To this list we would add two further instances of culpable driving, as follows:
·R v Franklin[54]
[54][2002] VSCA 37.
The appellant lost control of the car he was driving and struck a light pole. One of the passengers was killed. The two other passengers received serious injuries. The appellant had a blood alcohol reading of .252 per cent. He had three prior convictions for driving with excess alcohol in his blood (respectively, .049 per cent while a probationary driver; .150 per cent; and, less than two years earlier, .173 per cent). The appellant pleaded guilty and there was evidence of remorse and of rehabilitation. The trial judge sentenced him to seven years for culpable driving; and three years for each of two counts of negligently causing serious injury. The total effective sentence was eight and a half years, with a non-parole period of six years.
On appeal, the Court of Appeal held that the judge had made a specific error in the application of s 318 of the Crimes Act. In re-sentencing, the appellant was sentenced to six years and six months for culpable driving; and the total effective sentence was seven and a half years, with a non-parole period of five years. Charles JA described the appellant’s drink-driving history as appalling. “The fact that he drove at all, after a day of drinking, made it a particularly serious example of an offence under s 318(2)(c)”.[55]
·R v Kennedy[56]
The appellant drove his car at a speed of at least 136 kmh. He had a blood alcohol concentration of .171 per cent. He lost control of the vehicle, which became airborne and overturned. His eldest son was killed. The other son suffered serious injuries. The sentencing judge found that the offending conduct was out of character and that the offender was deeply remorseful.

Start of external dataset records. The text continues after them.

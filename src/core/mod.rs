//! Core module - shared types, configuration, and error handling

pub mod config;
pub mod error;
pub mod types;

pub use self::config::{Config, Credentials, SessionConfig};
pub use self::error::{Error, Result};
pub use self::types::*;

He was sentenced to eight years on the count of culpable driving and two years on the count of negligently causing serious injury. With cumulation, the total effective sentence was nine years’ imprisonment, with a minimum term of seven years. The Court of Appeal dismissed his appeal against the sentence. Buchanan JA said that the consequences of culpable driving were “terrible and irreversible. … The offence is essentially one against public safety. General deterrence is the principal objective in sentencing for the offence.”[57]
[55]Ibid [18].
[56][2006] VSCA 77.
[57]Ibid [11].
In our view, these cases provide an appropriate yardstick for considering the sentence in this case. Even with the aggravating features to which we have referred, it is difficult to justify treating the applicant’s conduct – in causing death by reckless driving – as significantly more culpable than the conduct of these alcohol-affected drivers. Unlike the applicant, none of these drivers was in a state of psychotic delusion at the time of the accident; none could have failed to appreciate the true nature of what he was doing. On that basis, we would uphold the applicant’s contention that the total effective sentence of 14 years was outside the range reasonably open to the sentencing judge.
It follows that the sentencing discretion is re-opened. We take into account, as the sentencing judge did, the applicant’s remorse; his early offer to plead guilty to manslaughter; the serious impact on the victims and on the family of the deceased man; and the need to protect the community, in view of the applicant’s history of self-induced, dangerous, psychosis. We observe that it was rightly conceded on the applicant’s behalf that the sentences imposed on the counts of reckless endangerment, and the orders for cumulation, were appropriate.
In our opinion the applicant should be re-sentenced as follows. On the manslaughter count he should be sentenced to nine years’ imprisonment. On each of the counts of reckless conduct endangering life, he should be sentenced to two years’ imprisonment and, on the count of theft, to one year’s imprisonment. We would order that six months of each of the sentences for reckless conduct endangering life be served cumulatively on each other and on the sentence for manslaughter, making a total effective sentence of 11 years. We would direct that the applicant serve a period of eight years before being eligible for parole.